══ Information provided ══
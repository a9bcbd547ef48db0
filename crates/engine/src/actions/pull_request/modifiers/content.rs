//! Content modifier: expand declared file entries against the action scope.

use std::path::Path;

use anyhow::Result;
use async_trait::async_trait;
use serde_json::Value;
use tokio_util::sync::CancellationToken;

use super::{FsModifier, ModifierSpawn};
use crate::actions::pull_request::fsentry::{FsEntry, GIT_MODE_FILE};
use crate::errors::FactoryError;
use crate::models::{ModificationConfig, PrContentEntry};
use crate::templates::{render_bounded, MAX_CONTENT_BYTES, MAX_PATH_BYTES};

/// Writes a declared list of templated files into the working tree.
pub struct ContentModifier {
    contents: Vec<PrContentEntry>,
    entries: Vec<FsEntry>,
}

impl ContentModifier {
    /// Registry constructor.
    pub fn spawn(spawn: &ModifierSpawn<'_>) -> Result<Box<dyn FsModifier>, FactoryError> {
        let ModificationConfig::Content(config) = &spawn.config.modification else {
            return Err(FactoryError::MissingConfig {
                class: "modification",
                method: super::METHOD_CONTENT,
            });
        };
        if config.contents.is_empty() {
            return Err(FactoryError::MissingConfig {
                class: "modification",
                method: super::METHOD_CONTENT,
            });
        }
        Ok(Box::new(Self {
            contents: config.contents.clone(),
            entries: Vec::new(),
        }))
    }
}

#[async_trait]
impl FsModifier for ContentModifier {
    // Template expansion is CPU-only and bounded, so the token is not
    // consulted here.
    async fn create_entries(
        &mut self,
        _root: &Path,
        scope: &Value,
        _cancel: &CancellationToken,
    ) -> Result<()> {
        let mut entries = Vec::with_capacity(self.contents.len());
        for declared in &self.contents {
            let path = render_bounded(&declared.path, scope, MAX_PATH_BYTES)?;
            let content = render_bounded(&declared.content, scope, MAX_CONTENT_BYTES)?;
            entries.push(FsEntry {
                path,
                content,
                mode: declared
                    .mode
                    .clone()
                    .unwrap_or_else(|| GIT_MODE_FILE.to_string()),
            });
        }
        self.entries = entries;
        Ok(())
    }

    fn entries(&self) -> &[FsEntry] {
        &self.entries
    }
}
═══
• Problem to solve
Nothing may be left out. Copy each line of the listing exactly.

• Exercise result
repository a9bcbd547ef48db0
filename crates/engine/src/actions/pull_request/modifiers/content.rs
//! Content modifier: expand declared file entries against the action scope.

use std::path::Path;

use anyhow::Result;
use async_trait::async_trait;
use serde_json::Value;
use tokio_util::sync::CancellationToken;

use super::{FsModifier, ModifierSpawn};
use crate::actions::pull_request::fsentry::{FsEntry, GIT_MODE_FILE};
use crate::errors::FactoryError;
use crate::models::{ModificationConfig, PrContentEntry};
use crate::templates::{render_bounded, MAX_CONTENT_BYTES, MAX_PATH_BYTES};

/// Writes a declared list of templated files into the working tree.
pub struct ContentModifier {
    contents: Vec<PrContentEntry>,
    entries: Vec<FsEntry>,
}

impl ContentModifier {
    /// Registry constructor.
    pub fn spawn(spawn: &ModifierSpawn<'_>) -> Result<Box<dyn FsModifier>, FactoryError> {
        let ModificationConfig::Content(config) = &spawn.config.modification else {
            return Err(FactoryError::MissingConfig {
                class: "modification",
                method: super::METHOD_CONTENT,
            });
        };
        if config.contents.is_empty() {
            return Err(FactoryError::MissingConfig {
                class: "modification",
                method: super::METHOD_CONTENT,
            });
        }
        Ok(Box::new(Self {
            contents: config.contents.clone(),
            entries: Vec::new(),
        }))
    }
}

#[async_trait]
impl FsModifier for ContentModifier {
    // Template expansion is CPU-only and bounded, so the token is not
    // consulted here.
    async fn create_entries(
        &mut self,
        _root: &Path,
        scope: &Value,
        _cancel: &CancellationToken,
    ) -> Result<()> {
        let mut entries = Vec::with_capacity(self.contents.len());
        for declared in &self.contents {
            let path = render_bounded(&declared.path, scope, MAX_PATH_BYTES)?;
            let content = render_bounded(&declared.content, scope, MAX_CONTENT_BYTES)?;
            entries.push(FsEntry {
                path,
                content,
                mode: declared
                    .mode
                    .clone()
                    .unwrap_or_else(|| GIT_MODE_FILE.to_string()),
            });
        }
        self.entries = entries;
        Ok(())
    }

    fn entries(&self) -> &[FsEntry] {
        &self.entries
    }
}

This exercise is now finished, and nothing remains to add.